Based on the reasoning and citation of authority set forth above, the Motion for Summary Judgment (Doc. # 20) filed by Defendant Carolyn Van Dyne is sustained. Given that the Court's ruling herein does not dispose of this litigation, this Decision is not a final, appealable order.


[1] Counts I-III of Siskaninetz's Complaint are directed toward only Wright State University. Count IV is directed toward Wright State University and the individual Defendants, including Van Dyne.

[2] In light of this conclusion, the Court's analysis herein will not address Van Dyne's second argument.

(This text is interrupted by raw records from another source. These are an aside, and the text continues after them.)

pub async fn get_processes_by_status(db: &Db, status: ProcessStatus) -> Result<Vec<Process>> {
    let processes = sqlx::query_as::<_, Process>(
        "SELECT * FROM processes WHERE status = ? ORDER BY priority ASC, created_at ASC, id ASC",
    )
    .bind(status)
    .fetch_all(db.reader())
    .await
    .context("failed to fetch processes by status")?;
    Ok(processes)
}

pub async fn get_active_process(db: &Db) -> Result<Option<Process>> {
    let process = sqlx::query_as::<_, Process>("SELECT * FROM processes WHERE status = 'active'")
        .fetch_optional(db.reader())
        .await
        .context("failed to fetch active process")?;
    Ok(process)
}

/// The single best admission candidate: highest priority first, FIFO inside
/// a priority, ids as the final tiebreaker. Rows still inside their
/// `resume_after` back-off window are not eligible.
pub async fn get_next_queued_process(db: &Db, now_ms: i64) -> Result<Option<Process>> {
    let process = sqlx::query_as::<_, Process>(
        "SELECT * FROM processes \
         WHERE status = 'queued' AND (resume_after IS NULL OR resume_after <= ?) \
         ORDER BY priority ASC, created_at ASC, id ASC \
         LIMIT 1",
    )
    .bind(now_ms)
    .fetch_optional(db.reader())
    .await
    .context("failed to fetch next queued process")?;
    Ok(process)
}

pub async fn has_higher_priority_queued(db: &Db, current_priority: i64, now_ms: i64) -> Result<bool> {
    let count: i64 = sqlx::query_scalar(
        "SELECT COUNT(*) FROM processes \
         WHERE status = 'queued' AND priority < ? \
           AND (resume_after IS NULL OR resume_after <= ?)",
    )
    .bind(current_priority)
    .bind(now_ms)
    .fetch_one(db.reader())
    .await
    .context("failed to count higher-priority queued processes")?;
    Ok(count > 0)
}

/// Promote a queued process to active. Guarded so a second active row can
/// never appear; returns false when the guard rejected the write.
pub async fn activate_process(db: &Db, id: i64) -> Result<bool> {
    let result = sqlx::query(
        "UPDATE processes \
         SET status = 'active', preempted_by = NULL, resume_after = NULL, updated_at = ? \
         WHERE id = ? AND status = 'queued' \
           AND NOT EXISTS (SELECT 1 FROM processes WHERE status = 'active')",
    )
    .bind(Utc::now())
    .bind(id)
    .execute(db.writer())
    .await
    .context("failed to activate process")?;
    Ok(result.rows_affected() == 1)
}

/// Terminal transition. Only non-terminal rows can be finished; completed
/// and failed processes are never resurrected.
pub async fn finish_process(db: &Db, id: i64, status: ProcessStatus) -> Result<bool> {
    let now = Utc::now();
    let result = sqlx::query(
        "UPDATE processes SET status = ?, completed_at = ?, updated_at = ? \
         WHERE id = ? AND status IN ('queued', 'active')",
    )
    .bind(status)
    .bind(now)
    .bind(now)
    .bind(id)
    .execute(db.writer())
    .await
    .context("failed to finish process")?;
    Ok(result.rows_affected() == 1)
}

pub async fn update_process_progress(db: &Db, id: i64, progress_json: &str) -> Result<()> {
    sqlx::query("UPDATE processes SET progress = ?, updated_at = ? WHERE id = ?")
        .bind(progress_json)
        .bind(Utc::now())
        .bind(id)
        .execute(db.writer())
        .await
        .context("failed to update process progress")?;
    Ok(())
}

pub async fn set_process_resume_after(db: &Db, id: i64, resume_after: Option<i64>) -> Result<()> {
    sqlx::query("UPDATE processes SET resume_after = ?, updated_at = ? WHERE id = ?")
        .bind(resume_after)
        .bind(Utc::now())
        .bind(id)
        .execute(db.writer())
        .await
        .context("failed to set resume_after")?;
    Ok(())
}

/// Atomic eviction triple: back to queued, record the preemptor, clear any
/// back-off so the victim is re-admitted on priority alone.
pub async fn set_process_preemption(db: &Db, id: i64, preempted_by: i64) -> Result<bool> {
    let result = sqlx::query(
        "UPDATE processes \
         SET status = 'queued', preempted_by = ?, resume_after = NULL, updated_at = ? \
         WHERE id = ? AND status = 'active'",
    )
    .bind(preempted_by)
    .bind(Utc::now())
    .bind(id)
    .execute(db.writer())
    .await
    .context("failed to record preemption")?;
    Ok(result.rows_affected() == 1)
}

/// Crash-recovery sweep, run once at boot. A row still `active` with no
/// preemptor was running when the host died; requeue it so admission picks
/// it up again. Rows queued with `preempted_by` set are already correct.
pub async fn recover_interrupted_processes(db: &Db) -> Result<u64> {
    let result = sqlx::query(
        "UPDATE processes SET status = 'queued', updated_at = ? \
         WHERE status = 'active' AND preempted_by IS NULL",
    )
    .bind(Utc::now())
    .execute(db.writer())
    .await
    .context("failed to sweep interrupted processes")?;
    Ok(result.rows_affected())
}

/// The queued-or-active auto-refresh process for an alliance, if one exists.
/// Storage is the source of truth for the single-flight guarantee at boot.
pub async fn find_refresh_in_flight(db: &Db, alliance_id: i64) -> Result<Option<Process>> {
    let process = sqlx::query_as::<_, Process>(
        "SELECT * FROM processes \
         WHERE action = 'auto_refresh' AND target = ? AND status IN ('queued', 'active') \
         LIMIT 1",
    )
    .bind(alliance_id)
    .fetch_optional(db.reader())
    .await
    .context("failed to look up in-flight refresh")?;
    Ok(process)
}

/// Collect change entries that earlier refresh passes of this alliance
/// detected but never delivered, clearing them from their terminal rows so
/// a restore happens at most once. The caller merges them into the running
/// pass; delivery stays at-least-once.
pub async fn take_unsent_changes(
    db: &Db,
    alliance_id: i64,
) -> Result<Vec<crate::models::ChangeEntry>> {
    let rows: Vec<(i64, String)> = sqlx::query_as(
        "SELECT id, progress FROM processes \
         WHERE target = ? AND action IN ('refresh', 'auto_refresh') \
           AND status IN ('completed', 'failed') \
           AND progress LIKE '%detectedChanges%' \
         ORDER BY id ASC",
    )
    .bind(alliance_id)
    .fetch_all(db.reader())
    .await
    .context("failed to scan for unsent changes")?;

    let mut entries = Vec::new();
    for (id, raw) in rows {
        let Ok(mut progress) = serde_json::from_str::<crate::models::ProcessProgress>(&raw) else {
            continue;
        };
        if progress.detected_changes.is_empty() {
            continue;
        }
        entries.append(&mut progress.detected_changes);
        update_process_progress(db, id, &progress.to_json()).await?;
    }
    Ok(entries)
}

[3] For purposes of ruling on Van Dyne's Motion for Summary Judgment, the Court will construe the facts, and all reasonable inferences drawn therefrom, in a light most favorable to Siskaninetz, who is the non-moving party. In its substantive analysis, infra, the Court will recite additional pertinent facts, again construing those facts and all reasonable inferences most strongly in favor of Siskaninetz.

In opposition to Van Dyne's Motion for Summary Judgment, Siskaninetz has provided the Court with her own affidavit and a number of other Exhibits. For purposes of its analysis herein, the Court will cite Siskaninetz's affidavit and the other Exhibits only to the extent that they provide a factual context for this litigation and/or are relevant to her § 1983 claim, which is the only claim presently at issue. Insofar as Siskaninetz alleges facts that are relevant only to her other three claims, the Court need not discuss them at this time.

[4] With respect to Wright State University, Siskaninetz is unquestionably correct. "A state university without question is a state actor." NCAA v. Tarkanian, 488 U.S. 179, 192, 109 S. Ct. 454, 102 L. Ed. 2d 469 (1988). For present purposes, the Court also will assume, arguendo, that an adjunct assistant professor at a state university is a state actor.

[5] Siskaninetz also notes that the contract "explicitly prohibits discrimination against nursing students on the basis of handicap...." (Doc. # 29 at 16). Although this assertion is true, it has no bearing on whether Van Dyne was acting "under color of state law."